JavaScript is object-oriented, so there are functions or procedures which require first an object to use as this in their bodies. str.length is a property, both syntactically and semantically. It doesn't require any parameters and represents some quality of the object. obj.toString() is a method (a function attached to an object), which doesn't represent any characteristics of the object, but rather operates on its state, computes some new values, or changes the state of the object a lot. parseInt(str) is a "global" function, which represents an operation not attached to any type or object.
Under the hood, these three ways may be well implemented with just calling a function, passing this as the first parameter (like C# does, for example). The semantic difference is the important one.
So why not use just the third syntax, like for example PHP does? First, it doesn't bloat the global environment with lots of functions which only work for one specific case and type, allowing you to specify any new function you want without breaking the old functionality. Second, it ecourages you to use object-oriented concepts, because you can already see working objects and methods in the language, and can try to make something similar.
And why isn't parseInt a method? It can as well be str.toInt() without any issues, it's just the way JavaScript designers wanted it to be, although it seems also a bit logical to me to make it a static method Number.parseInt(str), because the behaviour of the function is relevant more to the Number type than the String type.
JavaScript is based around objects. Objects have properties (e.g. a User object may have name and age properties). These are what define the user and are related to the user. Properties are accessed via dot-notation or brackets notation (to access Eliott’s age, we’ll use either eliott.age or eliott['age'] — these are equivalent).

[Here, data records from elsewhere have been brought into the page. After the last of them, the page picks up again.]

//! Utility types and functions for PLY.
//!
//! This module contains fundamental types used throughout the library:
//! - [`ScalarKind`] - Enum of the eight numeric storage kinds
//! - [`Scalar`] - A value of any one kind, with numeric casts
//! - [`PlyPod`] - Rust types that map onto a kind
//! - [`Error`] / [`Result`] - Error handling

mod scalar;
mod error;

pub use scalar::*;
pub use error::*;
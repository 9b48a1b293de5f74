//! Header codec - the textual preamble of a PLY file.
//!
//! ```text
//! ply
//! format {ascii | binary_little_endian} 1.0
//! comment <text>
//! element <name> <count>
//! property <kind> <name>
//! property list <length kind> <value kind> <name>
//! end_header
//! ```

use std::io::{BufRead, Write};

use crate::core::{Document, Element, Property};
use crate::util::{Error, Result, ScalarKind};
use super::Encoding;

/// Magic line that opens every PLY file.
pub const PLY_MAGIC: &str = "ply";

/// Line that closes the header.
pub const END_HEADER: &str = "end_header";

/// Parse a header from `input`, leaving the stream positioned at the body.
///
/// The format line must match `encoding` exactly. Lines with unknown
/// keywords are skipped.
pub fn parse_header<R: BufRead + ?Sized>(input: &mut R, encoding: Encoding) -> Result<Document> {
    let mut line = Vec::with_capacity(128);

    let magic = next_line(input, &mut line)?;
    if magic.as_deref().map(str::trim_end) != Some(PLY_MAGIC) {
        return Err(Error::header("invalid file format (missing 'ply' magic line)"));
    }

    let format = next_line(input, &mut line)?;
    if format.as_deref().map(str::trim_end) != Some(encoding.format_header()) {
        return Err(Error::header(format!(
            "unsupported PLY format line {:?}, expected '{}'",
            format.unwrap_or_default(),
            encoding.format_header()
        )));
    }

    let mut document = Document::new();
    loop {
        let Some(text) = next_line(input, &mut line)? else {
            return Err(Error::header("stream ended before 'end_header'"));
        };

        let mut tokens = text.split_whitespace();
        match tokens.next() {
            Some(END_HEADER) => break,
            Some("comment") => document.comments.push(comment_text(&text).to_string()),
            Some("element") => document.elements.push(parse_element(tokens)?),
            Some("property") => {
                let current = document
                    .elements
                    .last_mut()
                    .ok_or_else(|| Error::header("property defined without a parent element"))?;
                current.properties.push(parse_property(tokens)?);
            }
            _ => {}
        }
    }

    tracing::debug!(
        encoding = %encoding,
        elements = document.elements.len(),
        comments = document.comments.len(),
        "parsed PLY header"
    );
    Ok(document)
}

/// Serialize a header for `document`. Kind tokens use the short spelling.
pub fn write_header<W: Write + ?Sized>(output: &mut W, encoding: Encoding, document: &Document) -> Result<()> {
    writeln!(output, "{PLY_MAGIC}")?;
    writeln!(output, "{}", encoding.format_header())?;

    for comment in &document.comments {
        writeln!(output, "comment {comment}")?;
    }

    for element in &document.elements {
        writeln!(output, "element {} {}", element.name, element.count)?;
        for p in &element.properties {
            if p.is_list() {
                writeln!(output, "property list {} {} {}", p.list_kind, p.value_kind, p.name)?;
            } else {
                writeln!(output, "property {} {}", p.value_kind, p.name)?;
            }
        }
    }

    writeln!(output, "{END_HEADER}")?;
    Ok(())
}

/// Read one line without its terminator; `None` at end of stream.
fn next_line<R: BufRead + ?Sized>(input: &mut R, buf: &mut Vec<u8>) -> Result<Option<String>> {
    buf.clear();
    if input.read_until(b'\n', buf)? == 0 {
        return Ok(None);
    }
    let text = String::from_utf8_lossy(buf);
    Ok(Some(text.trim_end_matches(['\n', '\r']).to_string()))
}

fn comment_text(line: &str) -> &str {
    let rest = line.trim_start().strip_prefix("comment").unwrap_or_default();
    rest.strip_prefix(' ').unwrap_or(rest)
}

fn parse_element<'a>(mut tokens: impl Iterator<Item = &'a str>) -> Result<Element> {
    let name = tokens
        .next()
        .ok_or_else(|| Error::header("element line without a name"))?;
    let count = tokens
        .next()
        .ok_or_else(|| Error::header(format!("element '{name}' without a count")))?;
    let count = count
        .parse::<usize>()
        .map_err(|_| Error::header(format!("invalid count '{count}' for element '{name}'")))?;
    Ok(Element::new(name, count))
}

fn parse_property<'a>(mut tokens: impl Iterator<Item = &'a str>) -> Result<Property> {
    let first = tokens
        .next()
        .ok_or_else(|| Error::header("property line without a type"))?;

    let property = if first == "list" {
        let list_kind = parse_kind(tokens.next())?;
        let value_kind = parse_kind(tokens.next())?;
        Property::list(property_name(tokens.next())?, list_kind, value_kind)
    } else {
        let value_kind = parse_kind(Some(first))?;
        Property::scalar(property_name(tokens.next())?, value_kind)
    };
    Ok(property)
}

fn parse_kind(token: Option<&str>) -> Result<ScalarKind> {
    let token = token.ok_or_else(|| Error::header("property line missing a scalar type"))?;
    match ScalarKind::from_name(token) {
        Some(kind) if kind.is_numeric() => Ok(kind),
        _ => Err(Error::header(format!("unsupported scalar type '{token}'"))),
    }
}

fn property_name(token: Option<&str>) -> Result<&str> {
    token.ok_or_else(|| Error::header("property line without a name"))
}

#[cfg(test)]
mod tests {
    use super::*;
    use std::io::{Cursor, Read};

    const HEADER: &str = "ply\n\
        format ascii 1.0\n\
        comment made by hand\n\
        obj_info ignored line\n\
        element vertex 2\n\
        property float32 x\n\
        property float y\n\
        property uchar red\n\
        element face 1\n\
        property list uint8 int32 vertex_indices\n\
        end_header\n\
        body";

    #[test]
    fn test_parse_header() -> Result<()> {
        let mut input = Cursor::new(HEADER.as_bytes());
        let doc = parse_header(&mut input, Encoding::Ascii)?;

        assert_eq!(doc.comments, vec!["made by hand".to_string()]);
        assert_eq!(doc.elements.len(), 2);

        let vertex = &doc.elements[0];
        assert_eq!(vertex.name, "vertex");
        assert_eq!(vertex.count, 2);
        assert_eq!(vertex.properties[0], Property::scalar("x", ScalarKind::Float32));
        assert_eq!(vertex.properties[2].value_kind, ScalarKind::Uint8);

        let face = &doc.elements[1];
        assert_eq!(
            face.properties[0],
            Property::list("vertex_indices", ScalarKind::Uint8, ScalarKind::Int32)
        );

        // Stream is left at the body
        let mut rest = String::new();
        input.read_to_string(&mut rest)?;
        assert_eq!(rest, "body");
        Ok(())
    }

    #[test]
    fn test_missing_magic() {
        let mut input = Cursor::new(b"plx\nformat ascii 1.0\nend_header\n".to_vec());
        assert!(matches!(
            parse_header(&mut input, Encoding::Ascii),
            Err(Error::HeaderParse(_))
        ));
    }

    #[test]
    fn test_format_mismatch() {
        let mut input = Cursor::new(HEADER.as_bytes());
        assert!(matches!(
            parse_header(&mut input, Encoding::BinaryLittleEndian),
            Err(Error::HeaderParse(_))
        ));
    }

    #[test]
    fn test_property_without_element() {
        let text = "ply\nformat ascii 1.0\nproperty float x\nend_header\n";
        let err = parse_header(&mut Cursor::new(text.as_bytes()), Encoding::Ascii);
        assert!(matches!(err, Err(Error::HeaderParse(msg)) if msg.contains("parent element")));
    }

    #[test]
    fn test_unknown_kind() {
        let text = "ply\nformat ascii 1.0\nelement v 1\nproperty int64 x\nend_header\n";
        let err = parse_header(&mut Cursor::new(text.as_bytes()), Encoding::Ascii);
        assert!(matches!(err, Err(Error::HeaderParse(msg)) if msg.contains("int64")));
    }

    #[test]
    fn test_truncated_header() {
        let text = "ply\nformat ascii 1.0\nelement v 1\n";
        let err = parse_header(&mut Cursor::new(text.as_bytes()), Encoding::Ascii);
        assert!(matches!(err, Err(Error::HeaderParse(_))));
    }

    #[test]
    fn test_crlf_header() -> Result<()> {
        let text = "ply\r\nformat binary_little_endian 1.0\r\nelement v 0\r\nproperty short s\r\nend_header\r\n";
        let doc = parse_header(&mut Cursor::new(text.as_bytes()), Encoding::BinaryLittleEndian)?;
        assert_eq!(doc.elements[0].properties[0].name, "s");
        Ok(())
    }

    #[test]
    fn test_trailing_blanks_on_magic_and_format() -> Result<()> {
        let text = "ply \nformat ascii 1.0 \t\r\nelement v 1\nproperty uchar c\nend_header\n";
        let doc = parse_header(&mut Cursor::new(text.as_bytes()), Encoding::Ascii)?;
        assert_eq!(doc.elements[0].name, "v");

        // Leading blanks are still a mismatch.
        let text = " ply\nformat ascii 1.0\nend_header\n";
        let err = parse_header(&mut Cursor::new(text.as_bytes()), Encoding::Ascii);
        assert!(matches!(err, Err(Error::HeaderParse(_))));
        Ok(())
    }

    #[test]
    fn test_write_header_short_spelling() -> Result<()> {
        let mut input = Cursor::new(HEADER.as_bytes());
        let doc = parse_header(&mut input, Encoding::Ascii)?;

        let mut out = Vec::new();
        write_header(&mut out, Encoding::BinaryLittleEndian, &doc)?;
        let text = String::from_utf8_lossy(&out);
        assert_eq!(
            text,
            "ply\n\
             format binary_little_endian 1.0\n\
             comment made by hand\n\
             element vertex 2\n\
             property float x\n\
             property float y\n\
             property uchar red\n\
             element face 1\n\
             property list uchar int vertex_indices\n\
             end_header\n"
        );
        Ok(())
    }
}
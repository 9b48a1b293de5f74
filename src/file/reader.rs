//! PLY reader handle.

use std::io::BufRead;
use std::path::Path;

use crate::core::{Document, Element};
use crate::format::{detect_format, parse_header, Codec, Encoding};
use crate::stream::InputStream;
use crate::util::{Error, Result, Scalar, ScalarKind};
use super::ScalarSource;

/// Body side of a reader: the input stream and its codec.
pub struct BodyReader<R> {
    input: R,
    codec: Codec,
}

impl<R: BufRead> ScalarSource for BodyReader<R> {
    #[inline]
    fn read_scalar(&mut self, kind: ScalarKind) -> Result<Scalar> {
        self.codec.read_scalar(&mut self.input, kind)
    }
}

/// Streaming PLY reader.
///
/// The schema is parsed on first access and cached; later calls return the
/// cached [`Document`] without touching the stream.
pub struct PlyReader<R> {
    body: BodyReader<R>,
    document: Option<Document>,
}

/// Reader over a file backing store.
pub type PlyFileReader = PlyReader<InputStream>;

impl<R: BufRead> PlyReader<R> {
    /// Wrap a stream positioned at the start of a PLY file.
    pub fn new(input: R, encoding: Encoding) -> Self {
        Self {
            body: BodyReader {
                input,
                codec: Codec::new(encoding),
            },
            document: None,
        }
    }

    /// Get the body encoding.
    #[inline]
    pub fn encoding(&self) -> Encoding {
        self.body.codec.encoding()
    }

    /// Parse the header (once) and return the schema.
    pub fn parse_header(&mut self) -> Result<&Document> {
        let encoding = self.encoding();
        let document = match self.document.take() {
            Some(document) => document,
            None => parse_header(&mut self.body.input, encoding)?,
        };
        Ok(self.document.insert(document))
    }

    /// Get the schema if the header has been parsed.
    #[inline]
    pub fn document(&self) -> Option<&Document> {
        self.document.as_ref()
    }

    /// Header comments (parses the header if needed).
    pub fn comments(&mut self) -> Result<&[String]> {
        Ok(&self.parse_header()?.comments)
    }

    /// Declared elements (parses the header if needed).
    pub fn elements(&mut self) -> Result<&[Element]> {
        Ok(&self.parse_header()?.elements)
    }

    /// Read one body value of the given kind.
    pub fn read_scalar(&mut self, kind: ScalarKind) -> Result<Scalar> {
        self.parse_header()?;
        self.body.read_scalar(kind)
    }

    /// Split into the parsed schema and the body stream.
    pub fn split(&mut self) -> Result<(&Document, &mut BodyReader<R>)> {
        self.parse_header()?;
        let Self { body, document } = self;
        let document = document
            .as_ref()
            .ok_or_else(|| Error::other("header not available"))?;
        Ok((document, body))
    }

    /// Unwrap the underlying stream.
    pub fn into_inner(self) -> R {
        self.body.input
    }
}

impl<R: BufRead> ScalarSource for PlyReader<R> {
    fn read_scalar(&mut self, kind: ScalarKind) -> Result<Scalar> {
        PlyReader::read_scalar(self, kind)
    }
}

impl PlyReader<InputStream> {
    /// Open a file for reading, memory-mapped when the `mmap` feature is on.
    pub fn open(path: impl AsRef<Path>) -> Result<Self> {
        Self::open_opts(path, cfg!(feature = "mmap"))
    }

    /// Open a file with optional memory mapping.
    ///
    /// The encoding is detected from the first kilobyte before the header
    /// is parsed.
    pub fn open_opts(path: impl AsRef<Path>, use_mmap: bool) -> Result<Self> {
        let path = path.as_ref();
        let encoding = detect_format(path)?;
        let input = InputStream::open(path, use_mmap)?;
        Ok(Self::new(input, encoding))
    }
}
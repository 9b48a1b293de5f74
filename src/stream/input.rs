//! Input backing store - buffered file or memory-mapped region.

use std::fs::File;
use std::io::{self, BufRead, BufReader, Read};
use std::path::Path;

use memmap2::Mmap;

use crate::util::{Error, Result};

/// Sequential byte source for reading PLY data.
/// Supports both memory-mapped and buffered I/O modes.
pub enum InputStream {
    /// Buffered file access
    Buffered(BufReader<File>),
    /// Memory-mapped file (zero-copy)
    Mapped(MappedInput),
}

impl InputStream {
    /// Open a file for reading.
    ///
    /// Requesting mapping in a build without the `mmap` feature fails here,
    /// not at first read.
    pub fn open(path: impl AsRef<Path>, use_mmap: bool) -> Result<Self> {
        let path = path.as_ref();
        let file = File::open(path).map_err(|source| Error::Open {
            path: path.to_path_buf(),
            source,
        })?;

        if use_mmap {
            ensure_mmap_enabled()?;
            // Safety: mapped read-only; concurrent truncation by another
            // process is outside the single-owner model of this handle.
            let map = unsafe { Mmap::map(&file) }.map_err(|e| Error::MmapFailed {
                path: path.to_path_buf(),
                reason: e.to_string(),
            })?;
            tracing::debug!(path = %path.display(), size = map.len(), "mapped PLY input");
            Ok(Self::Mapped(MappedInput::new(map)))
        } else {
            tracing::debug!(path = %path.display(), "opened buffered PLY input");
            Ok(Self::Buffered(BufReader::with_capacity(1024 * 1024, file)))
        }
    }

    /// Check if this stream is memory-mapped.
    #[inline]
    pub fn is_mapped(&self) -> bool {
        matches!(self, Self::Mapped(_))
    }
}

impl Read for InputStream {
    fn read(&mut self, buf: &mut [u8]) -> io::Result<usize> {
        match self {
            Self::Buffered(r) => r.read(buf),
            Self::Mapped(m) => m.read(buf),
        }
    }
}

impl BufRead for InputStream {
    fn fill_buf(&mut self) -> io::Result<&[u8]> {
        match self {
            Self::Buffered(r) => r.fill_buf(),
            Self::Mapped(m) => m.fill_buf(),
        }
    }

    fn consume(&mut self, amt: usize) {
        match self {
            Self::Buffered(r) => r.consume(amt),
            Self::Mapped(m) => m.consume(amt),
        }
    }
}

/// Read-only mapped file exposed as a cursor-advancing byte source.
pub struct MappedInput {
    map: Mmap,
    pos: usize,
}

impl MappedInput {
    fn new(map: Mmap) -> Self {
        Self { map, pos: 0 }
    }

    /// Get the current read position.
    #[inline]
    pub fn position(&self) -> usize {
        self.pos
    }

    /// Get the total mapped size.
    #[inline]
    pub fn len(&self) -> usize {
        self.map.len()
    }

    /// Check if the mapping is empty.
    #[inline]
    pub fn is_empty(&self) -> bool {
        self.map.is_empty()
    }

    /// Bytes not yet consumed.
    #[inline]
    pub fn remaining(&self) -> &[u8] {
        &self.map[self.pos..]
    }
}

impl Read for MappedInput {
    fn read(&mut self, buf: &mut [u8]) -> io::Result<usize> {
        let n = self.remaining().read(buf)?;
        self.pos += n;
        Ok(n)
    }
}

impl BufRead for MappedInput {
    fn fill_buf(&mut self) -> io::Result<&[u8]> {
        Ok(self.remaining())
    }

    fn consume(&mut self, amt: usize) {
        self.pos = (self.pos + amt).min(self.map.len());
    }
}

#[inline]
pub(crate) fn ensure_mmap_enabled() -> Result<()> {
    if cfg!(feature = "mmap") {
        Ok(())
    } else {
        Err(Error::MmapUnavailable)
    }
}

#[cfg(test)]
mod tests {
    use super::*;
    use std::io::Write;
    use tempfile::NamedTempFile;

    fn temp_with(data: &[u8]) -> Result<NamedTempFile> {
        let mut temp = NamedTempFile::new()?;
        temp.write_all(data)?;
        temp.flush()?;
        Ok(temp)
    }

    #[test]
    fn test_buffered_read() -> Result<()> {
        let temp = temp_with(b"hello world")?;
        let mut input = InputStream::open(temp.path(), false)?;
        assert!(!input.is_mapped());
        let mut text = String::new();
        input.read_to_string(&mut text)?;
        assert_eq!(text, "hello world");
        Ok(())
    }

    #[cfg(feature = "mmap")]
    #[test]
    fn test_mapped_cursor() -> Result<()> {
        let temp = temp_with(b"line one\nline two\n")?;
        let mut input = InputStream::open(temp.path(), true)?;
        assert!(input.is_mapped());

        let mut line = String::new();
        input.read_line(&mut line)?;
        assert_eq!(line, "line one\n");

        let Some(mapped) = (match &input {
            InputStream::Mapped(m) => Some(m),
            InputStream::Buffered(_) => None,
        }) else {
            panic!("expected mapped input");
        };
        assert_eq!(mapped.position(), 9);
        assert_eq!(mapped.remaining(), b"line two\n");

        let mut rest = Vec::new();
        input.read_to_end(&mut rest)?;
        assert_eq!(rest, b"line two\n");
        Ok(())
    }

    #[cfg(not(feature = "mmap"))]
    #[test]
    fn test_mapping_disabled() -> Result<()> {
        let temp = temp_with(b"x")?;
        assert!(matches!(
            InputStream::open(temp.path(), true),
            Err(Error::MmapUnavailable)
        ));
        Ok(())
    }

    #[test]
    fn test_open_missing() {
        let err = InputStream::open("/nonexistent/dir/file.ply", false);
        assert!(matches!(err, Err(Error::Open { .. })));
    }
}
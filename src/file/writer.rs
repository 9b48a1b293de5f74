//! PLY writer handle.

use std::io::Write;
use std::path::Path;

use crate::core::{Document, Element};
use crate::format::{write_header, Codec, Encoding};
use crate::stream::OutputStream;
use crate::util::{Error, Result, Scalar, ScalarKind};
use super::{ScalarSink, WriteOptions};

/// Streaming PLY writer.
///
/// Elements and comments are registered first, then the header is emitted
/// exactly once, then row data follows.
pub struct PlyWriter<W: Write> {
    output: W,
    codec: Codec,
    document: Document,
    header_written: bool,
}

/// Writer over a file backing store.
pub type PlyFileWriter = PlyWriter<OutputStream>;

impl<W: Write> PlyWriter<W> {
    /// Wrap an output stream.
    pub fn new(output: W, encoding: Encoding) -> Self {
        Self {
            output,
            codec: Codec::new(encoding),
            document: Document::new(),
            header_written: false,
        }
    }

    /// Get the body encoding.
    #[inline]
    pub fn encoding(&self) -> Encoding {
        self.codec.encoding()
    }

    /// Schema registered so far.
    #[inline]
    pub fn document(&self) -> &Document {
        &self.document
    }

    /// Check if the header has been emitted.
    #[inline]
    pub fn header_written(&self) -> bool {
        self.header_written
    }

    /// Add a header comment.
    pub fn add_comment(&mut self, comment: impl Into<String>) -> Result<()> {
        self.ensure_header_open()?;
        self.document.comments.push(comment.into());
        Ok(())
    }

    /// Register an element. Names must be unique.
    pub fn add_element(&mut self, element: Element) -> Result<()> {
        self.ensure_header_open()?;
        if self.document.element(&element.name).is_some() {
            return Err(Error::DuplicateElement(element.name));
        }
        self.document.elements.push(element);
        Ok(())
    }

    /// Emit the header. A second call fails.
    pub fn write_header(&mut self) -> Result<()> {
        self.ensure_header_open()?;
        write_header(&mut self.output, self.codec.encoding(), &self.document)?;
        self.header_written = true;
        tracing::debug!(
            encoding = %self.codec.encoding(),
            elements = self.document.elements.len(),
            "wrote PLY header"
        );
        Ok(())
    }

    /// Write one value in its own kind.
    pub fn write_scalar(&mut self, value: Scalar) -> Result<()> {
        self.ensure_header_written()?;
        self.codec.write_scalar(&mut self.output, value)
    }

    /// Cast `value` to `kind`, then write it.
    pub fn write_scalar_as(&mut self, value: Scalar, kind: ScalarKind) -> Result<()> {
        self.ensure_header_written()?;
        self.codec.write_scalar_as(&mut self.output, value, kind)
    }

    /// Terminate the current row.
    pub fn write_line_end(&mut self) -> Result<()> {
        self.ensure_header_written()?;
        self.codec.write_line_end(&mut self.output)
    }

    /// Flush buffered output.
    pub fn flush(&mut self) -> Result<()> {
        self.output.flush()?;
        Ok(())
    }

    /// Get a reference to the underlying stream.
    #[inline]
    pub fn get_ref(&self) -> &W {
        &self.output
    }

    /// Flush and unwrap the underlying stream.
    pub fn into_inner(mut self) -> Result<W> {
        self.flush()?;
        Ok(self.output)
    }

    fn ensure_header_open(&self) -> Result<()> {
        if self.header_written {
            Err(Error::HeaderAlreadyWritten)
        } else {
            Ok(())
        }
    }

    fn ensure_header_written(&self) -> Result<()> {
        if self.header_written {
            Ok(())
        } else {
            Err(Error::HeaderNotWritten)
        }
    }
}

impl<W: Write> ScalarSink for PlyWriter<W> {
    fn write_scalar(&mut self, value: Scalar) -> Result<()> {
        PlyWriter::write_scalar(self, value)
    }

    fn write_scalar_as(&mut self, value: Scalar, kind: ScalarKind) -> Result<()> {
        PlyWriter::write_scalar_as(self, value, kind)
    }
}

impl PlyWriter<OutputStream> {
    /// Create a file for writing.
    pub fn create(path: impl AsRef<Path>, options: WriteOptions) -> Result<Self> {
        let output = if options.use_mmap {
            OutputStream::create_mapped(path, options.reserve_bytes)?
        } else {
            OutputStream::create(path)?
        };
        Ok(Self::new(output, options.encoding))
    }

    /// Flush and release the file; the mapped backend is truncated to the
    /// bytes written.
    pub fn close(self) -> Result<()> {
        self.output.close()
    }
}

#[cfg(test)]
mod tests {
    use super::*;
    use crate::core::Property;

    fn vertex(count: usize) -> Element {
        Element::new("vertex", count).with_property(Property::scalar("x", ScalarKind::Float32))
    }

    #[test]
    fn test_write_ascii() -> Result<()> {
        let mut writer = PlyWriter::new(Vec::new(), Encoding::Ascii);
        writer.add_comment("unit test")?;
        writer.add_element(vertex(2))?;
        writer.write_header()?;
        writer.write_scalar(Scalar::Float32(1.5))?;
        writer.write_line_end()?;
        writer.write_scalar_as(Scalar::Int32(-2), ScalarKind::Float32)?;
        writer.write_line_end()?;

        let text = String::from_utf8_lossy(&writer.into_inner()?).into_owned();
        assert_eq!(
            text,
            "ply\nformat ascii 1.0\ncomment unit test\nelement vertex 2\nproperty float x\nend_header\n1.5\n-2\n"
        );
        Ok(())
    }

    #[test]
    fn test_duplicate_element() -> Result<()> {
        let mut writer = PlyWriter::new(Vec::new(), Encoding::BinaryLittleEndian);
        writer.add_element(vertex(1))?;
        let err = writer.add_element(vertex(3));
        assert!(matches!(err, Err(Error::DuplicateElement(name)) if name == "vertex"));
        assert!(!writer.header_written());
        assert!(writer.get_ref().is_empty());
        Ok(())
    }

    #[test]
    fn test_header_once() -> Result<()> {
        let mut writer = PlyWriter::new(Vec::new(), Encoding::BinaryLittleEndian);
        assert!(matches!(
            writer.write_scalar(Scalar::Uint8(1)),
            Err(Error::HeaderNotWritten)
        ));
        writer.write_header()?;
        assert!(matches!(writer.write_header(), Err(Error::HeaderAlreadyWritten)));
        assert!(matches!(writer.add_element(vertex(1)), Err(Error::HeaderAlreadyWritten)));
        Ok(())
    }
}
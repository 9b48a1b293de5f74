//! Property binding engine.
//!
//! Column descriptors project named properties of one element onto
//! caller-owned row containers. [`bind_read`] fills them from a reader,
//! [`bind_write`] emits a header and body from them.
//!
//! ## Example
//!
//! ```ignore
//! use plyio::bind::{face_indices, vertex_positions};
//! use plyio::file::PlyFileReader;
//!
//! let mut points: Vec<glam::Vec3> = Vec::new();
//! let mut faces: Vec<Vec<u32>> = Vec::new();
//!
//! let mut reader = PlyFileReader::open("mesh.ply")?;
//! let mut positions = vertex_positions(&mut points)?;
//! let mut indices = face_indices(&mut faces)?;
//! plyio::bind_read!(&mut reader, positions, indices)?;
//! ```

mod column;
mod conflict;
mod presets;
mod read;
mod rows;
mod write;

pub use column::{ColumnSpec, ListColumn, ReadColumn, ScalarColumn, WriteColumn};
pub use conflict::check_conflicts;
pub use presets::*;
pub use read::bind_read;
pub use rows::{ListRow, Rows, ScalarRow};
pub use write::bind_write;

/// Read a file into any number of columns.
///
/// `bind_read!(reader, a, b, ...)` is `bind_read(reader, &mut [&mut a, &mut b, ...])`.
#[macro_export]
macro_rules! bind_read {
    ($reader:expr $(, $column:expr)* $(,)?) => {
        $crate::bind::bind_read(
            $reader,
            &mut [$(&mut $column as &mut dyn $crate::bind::ReadColumn),*],
        )
    };
}

/// Write any number of columns to a file.
///
/// `bind_write!(writer, a, b, ...)` is `bind_write(writer, &[&a, &b, ...])`.
#[macro_export]
macro_rules! bind_write {
    ($writer:expr $(, $column:expr)* $(,)?) => {
        $crate::bind::bind_write(
            $writer,
            &[$(&$column as &dyn $crate::bind::WriteColumn),*],
        )
    };
}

These properties can be of any type — String, Number, Object, you name it — even functions. Now the proper syntax to call a function in JS is to put round brackets: eliott.sayHello(). This snippet actually fetches Eliott’s sayHello property, and calls it right away.
You can see Eliott as a box of properties, some of which can be functions. They only exist within the box and have no meaning out of the box: what would age be? Whose age? Who’s saying hello?
Now some functions are defined at the global level: parseInt or isNaN for instance. These functions actually belong to the global box, named window (because legacy). You can also call them like that: window.parseInt(a, 10) or window.isNaN(a). Omitting window is allowed for brevity.
var eliott = {
name: 'Eliott',
age: 32,
sayHello: function () { console.log('Hello, I’m Eliott'); }
};
eliott.name; // access the `name` property
eliott.age; // access the `age` property
eliott.sayHello; // access the `sayHello` property
eliott.sayHello(); // access the `sayHello` property and calls the function
sayHello(eliott); // Reference error: `window.sayHello` is undefined!
Note: Some types (String, Number, Boolean, etc.) are not real objects but do have properties. That’s how you can fetch the length of a string ("hello".length) and reword stuff ("hello, Eliott".replace("Eliott", "Henry")).
Behaviour of these expressions is defined in ECMAScript grammar. You could read the specification to understand it thoroughly: ECMAScript2015 specification. However, as pointed out by Bergi, it's probably not the best resource for beginners because it doesn't explain anything, it just states how things are. Moreover I think it might be too difficult for you to be able to grasp concepts described in this specification because of the very formal language used.
Therefore I recommend to start with something way simpler, such as a very basic introduction to JavaScript: JavaScript Basics on MDN. MDN is a great resource.
But to answer your question just briefly:
str.length is accessing a property of the str object.
parseInt(str) is a function call
str.toString() is a call of a function which is a property of the str object. Such functions are usually named methods.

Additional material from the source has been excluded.